Поцеловал руку хозяйки, остальным кивнул головой и пошел, тяжело шаркая ногами; хозяйка последовала за ним.
– Замечательно! – вполголоса сказал Твердохлебов.
– Весьма умный человек, – согласился Пыльников.
– А – какая эрудиция!
Возвратилась хозяйка.
– Оригинален? – спросила она и сама ответила: – Очень.
А Пыльников сказал Самгину:
– У Елены Викентьевны удивительный дар находить и собирать вокруг себя людей исключительно интересных…
– Счастлив, что нахожусь в их среде, – озлобленно и не скрывая иронии произнес Самгин. Елена усмехнулась, глядя на него.
– Ого, вы кусаетесь? Нет, право же, он недюжинный, – примирительно заговорила она. – Я познакомилась с ним года два тому назад, в Нижнем, он там не привился. Город меркантильный и ежегодно полтора месяца сходит с ума: все купцы, купцы, эдакие огромные, ярмарка, женщины, потрясающие кутежи.
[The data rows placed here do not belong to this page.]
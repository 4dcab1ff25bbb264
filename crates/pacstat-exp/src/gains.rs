use std::collections::BTreeMap;

use log::{debug, info, warn};
use pacstat_core::{Cell, ErrorInfo, PacError, Record, Table};
use serde::{Deserialize, Serialize};

use crate::config::{DuplicatePolicy, GainConfig, ReferenceSpec};
use crate::key::ExperimentKey;

/// Reference expansion counts per experiment key.
///
/// Built in one pass over the merged table and read-only afterwards.
#[derive(Debug, Clone, Default, PartialEq)]
pub struct ReferenceIndex {
    entries: BTreeMap<ExperimentKey, BTreeMap<String, i64>>,
}

impl ReferenceIndex {
    /// Scans `table` and records the `Expanded` value of every reference match.
    pub fn build(table: &Table, config: &GainConfig) -> Result<Self, PacError> {
        let mut entries: BTreeMap<ExperimentKey, BTreeMap<String, i64>> = BTreeMap::new();
        for (row, record) in table.records().iter().enumerate() {
            let key = record_key(record, config)?;
            let slot = entries.entry(key.clone()).or_default();
            for reference in &config.references {
                if !matches_reference(record, reference, config) {
                    continue;
                }
                let expanded = expanded_of(record, config, row)?;
                if slot.contains_key(&reference.name) {
                    match config.duplicates {
                        DuplicatePolicy::Reject => {
                            return Err(PacError::Schema(
                                ErrorInfo::new(
                                    "gain-duplicate-reference",
                                    "more than one record matches a reference for the same key",
                                )
                                .with_context("reference", reference.name.clone())
                                .with_context("key", key.to_string())
                                .with_context("row", (row + 1).to_string())
                                .with_hint(
                                    "a delta sweep in the conditions file repeats every key; \
                                     set gains.duplicates to keep-first or keep-last",
                                ),
                            ))
                        }
                        DuplicatePolicy::KeepFirst => {
                            debug!("ignoring duplicate {} reference for {key}", reference.name);
                            continue;
                        }
                        DuplicatePolicy::KeepLast => {
                            debug!("replacing duplicate {} reference for {key}", reference.name);
                        }
                    }
                }
                slot.insert(reference.name.clone(), expanded);
            }
        }
        Ok(Self { entries })
    }

    /// Reference expansion count recorded under `key`, if any.
    pub fn get(&self, key: &ExperimentKey, reference: &str) -> Option<i64> {
        self.entries
            .get(key)
            .and_then(|references| references.get(reference))
            .copied()
    }

    /// Number of distinct experiment keys seen.
    pub fn key_count(&self) -> usize {
        self.entries.len()
    }
}

/// Ratio of the reference expansion count to a record's own count.
///
/// A zero denominator is reported as [`PacError::Division`] instead of
/// producing an infinite or NaN ratio.
pub fn gain(reference_expanded: i64, expanded: i64) -> Result<f64, PacError> {
    if expanded == 0 {
        return Err(PacError::Division(
            ErrorInfo::new("gain-zero-expanded", "record expanded no nodes")
                .with_context("reference_expanded", reference_expanded.to_string()),
        ));
    }
    Ok(reference_expanded as f64 / expanded as f64)
}

/// Outcome of [`compute_gains`] for one table.
#[derive(Debug, Clone, Default, PartialEq, Serialize, Deserialize)]
pub struct GainReport {
    /// Records augmented.
    pub records: usize,
    /// Distinct experiment keys in the table.
    pub keys: usize,
    /// Records per reference for which no reference run exists under their key.
    pub missing_references: BTreeMap<String, usize>,
    /// Records whose gains were left unset because they expanded no nodes.
    pub degenerate: Vec<ErrorInfo>,
}

/// Derived cells for a single record.
#[derive(Debug, Clone, PartialEq)]
pub struct Augmentation {
    /// Gain cells followed by flag cells, in header order.
    pub cells: Vec<(String, Cell)>,
    /// References with no run under the record's key.
    pub missing: Vec<String>,
    /// First division failure hit while computing the ratios.
    pub degenerate: Option<ErrorInfo>,
}

/// Computes the derived gain cells of `record` against `index`.
pub fn augment(
    record: &Record,
    row: usize,
    index: &ReferenceIndex,
    config: &GainConfig,
) -> Result<Augmentation, PacError> {
    let key = record_key(record, config)?;
    let expanded = expanded_of(record, config, row)?;
    let mut ratios = Vec::with_capacity(config.references.len());
    let mut missing = Vec::new();
    let mut degenerate = None;
    for reference in &config.references {
        let ratio = match index.get(&key, &reference.name) {
            None => {
                missing.push(reference.name.clone());
                None
            }
            Some(reference_expanded) => match gain(reference_expanded, expanded) {
                Ok(ratio) => Some(ratio),
                Err(PacError::Division(info)) => {
                    if degenerate.is_none() {
                        degenerate = Some(
                            info.with_context("key", key.to_string())
                                .with_context("row", (row + 1).to_string()),
                        );
                    }
                    None
                }
                Err(other) => return Err(other),
            },
        };
        ratios.push(ratio);
    }

    let gains = config
        .references
        .iter()
        .zip(ratios.iter().copied())
        .map(|(reference, ratio)| {
            let cell = ratio.map_or(Cell::Missing, Cell::Float);
            (config.gain_column(reference), cell)
        });
    let flags = config
        .references
        .iter()
        .zip(ratios.iter().copied())
        .map(|(reference, ratio)| {
            let cell = ratio.map_or(Cell::Missing, |ratio| Cell::Bool(ratio > 1.0));
            (config.has_gain_column(reference), cell)
        });
    Ok(Augmentation {
        cells: gains.chain(flags).collect(),
        missing,
        degenerate,
    })
}

/// Adds `Gain<Ref>` and `HasGain<Ref>` columns to every record of `table`.
///
/// Runs in two passes: a [`ReferenceIndex`] is built over the whole table,
/// then each record is augmented against it. Missing references and zero
/// expansion counts leave the affected cells at [`Cell::Missing`] and are
/// listed in the returned report.
pub fn compute_gains(table: &mut Table, config: &GainConfig) -> Result<GainReport, PacError> {
    let index = ReferenceIndex::build(table, config)?;
    let augmentations = table
        .records()
        .iter()
        .enumerate()
        .map(|(row, record)| augment(record, row, &index, config))
        .collect::<Result<Vec<_>, _>>()?;

    let mut report = GainReport {
        records: table.len(),
        keys: index.key_count(),
        ..GainReport::default()
    };
    for (record, augmentation) in table.records_mut().iter_mut().zip(augmentations) {
        record.extend(augmentation.cells);
        for name in augmentation.missing {
            *report.missing_references.entry(name).or_default() += 1;
        }
        if let Some(info) = augmentation.degenerate {
            warn!("skipping gains for degenerate run: {info}");
            report.degenerate.push(info);
        }
    }
    for column in config.derived_columns() {
        table.push_header(column);
    }
    info!(
        "computed gains for {} records over {} keys",
        report.records, report.keys
    );
    Ok(report)
}

fn record_key(record: &Record, config: &GainConfig) -> Result<ExperimentKey, PacError> {
    ExperimentKey::from_record(record, &config.epsilon_column, &config.instance_column)
}

fn matches_reference(record: &Record, reference: &ReferenceSpec, config: &GainConfig) -> bool {
    let text_equals = |column: &str, expected: &str| {
        matches!(record.get(column), Some(Cell::Text(value)) if value == expected)
    };
    text_equals(&config.alg_column, &reference.algorithm)
        && reference
            .condition
            .as_deref()
            .map_or(true, |condition| text_equals(&config.condition_column, condition))
}

fn expanded_of(record: &Record, config: &GainConfig, row: usize) -> Result<i64, PacError> {
    record
        .get(&config.expanded_column)
        .and_then(Cell::as_i64)
        .ok_or_else(|| {
            PacError::Schema(
                ErrorInfo::new("gain-missing-expanded", "record has no integer expansion count")
                    .with_context("column", config.expanded_column.clone())
                    .with_context("row", (row + 1).to_string()),
            )
        })
}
Он там сильно пил, нажил какую-то болезнь. Я научила его как можно больше кушать сладостей, это совершенно излечивает от пьянства. А то он, знаете, в ресторанах философствовал за угощение…
Самгин слушал ее с удовольствием, ее слова освежали и успокаивали его, а выслушав дальнейшее, он даже тихонько засмеялся.
– Можете себе представить: подходит к вам эдакий страшный и предлагает: не желаете ли, бытие божие докажу? И за полбутылки водки утверждал и отвергал, доказывал. Очень забавно. Его будто бы даже били, отправляли в полицию… Но, вот видите, оказалось, что он… что-то значит! Философ, да?